Pages and Requests later than Apr 2022 in gs://httparchive/downloads/

Hello,
I used to download the list of pages and requests from gs://httparchive/downloads/ , where there are files like: httparchive_Sep_1_2021_requests.gz
However, there is no data newer than April 2022. Is the data moved? Or is it no longer offered?
Thank you in advance!
M

Hi @marty90, yeah unfortunately HTTP Archive no longer provides downloadable summaries on GCS. Would you be able to tell us a bit more about your use case?

All of the data is still available on BigQuery, so as a workaround, you can export the data manually.

Note that this may be an expensive operation, given the size of the tables.

  1. Go to https://console.cloud.google.com/bigquery
  2. Navigate to a summary table like httparchive.summary_pages.2023_10_01_desktop
  3. Select “Export to GCS” and select your project’s own GCS bucket

Once it’s on GCS you should be able to process the data like before.

Dear @rviscomi thank you for your help.
Actually, we are working on studying the pervasiveness of Consent Management Platforms (e.g., Iubenda) over time.
So having the summary of pages and requests is fine for us.
I can try to export the tables using Big Query.
But it is a paid service? Is there any free option to get those data?
Thank You
Ciao!
M

GCP does offer a free tier which may or may not be enough for what you’re trying to do.

If you’re comfortable exploring the data directly on BigQuery, you can try some of these techniques to minimize query costs.
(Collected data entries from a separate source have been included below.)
//! Domain entities representing core business objects.

pub mod token;

pub use token::{TokenClaims, TokenKind, TokenPair, TOKEN_ISSUER};
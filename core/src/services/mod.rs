//! Business services containing domain logic and use cases.

pub mod token;

pub use token::{TokenCodec, TokenService, TokenServiceConfig};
For example, the free tier of BigQuery includes 1 TB/month and this query consumes only 40 MB:

-- Top CMPs used on the 100k most popular websites' home pages
SELECT
  t.technology,
  COUNT(0) AS sites
FROM
  `httparchive.all.pages`,
  UNNEST(technologies) AS t,
  UNNEST(t.categories) AS category
WHERE
  -- Only the October 2023 dataset
  date = '2023-10-01' AND
  -- Only mobile pages
  client = 'mobile' AND
  -- Only home pages
  is_root_page AND
  -- Only websites ranked in the top 100k
  rank <= 100000 AND
  category = 'Cookie compliance'
GROUP BY
  technology
ORDER BY
  sites DESC
technology sites
OneTrust 5,364
Funding Choices 4,720
Didomi 1,128
Cookiebot 1,037
iubenda 404
Conversant Consent Tool 401
Usercentrics 400
CookieYes 356
AdRoll CMP System 241
TrustArc 220

If you’re only interested in tracking CMP adoption, then the Core Web Vitals Tech Report should get you what you need for free. For example, this dashboard produces results that are effectively the same as the direct query. (The differences are a side effect of joining HTTP Archive with the CrUX dataset).

Technology Origins
OneTrust 5,739
Funding Choices 5,139
Didomi 1,204
Cookiebot 1,138
Conversant Consent Tool 457
Usercentrics 428
iubenda 411
CookieYes 353
AdRoll CMP System 255
TrustArc 241

Anything more complicated and you’ll probably need to query the data directly on BigQuery. If you need to stay within the free tier, there are some tricks/tradeoffs you can make to optimize the queries for efficiency.

Thank you.
It is a bit surprising that there is no way to download the data without paying…
We will try the queries you suggested.
Question: you use Wappalyzer to extract the “Technology” list from a website, right?

Yes, although we’re using a somewhat stale copy of the Wappalyzer detections as of their final open source commit a few months ago.

Perfect, thank you, we will try to use the SQL Queries of GC!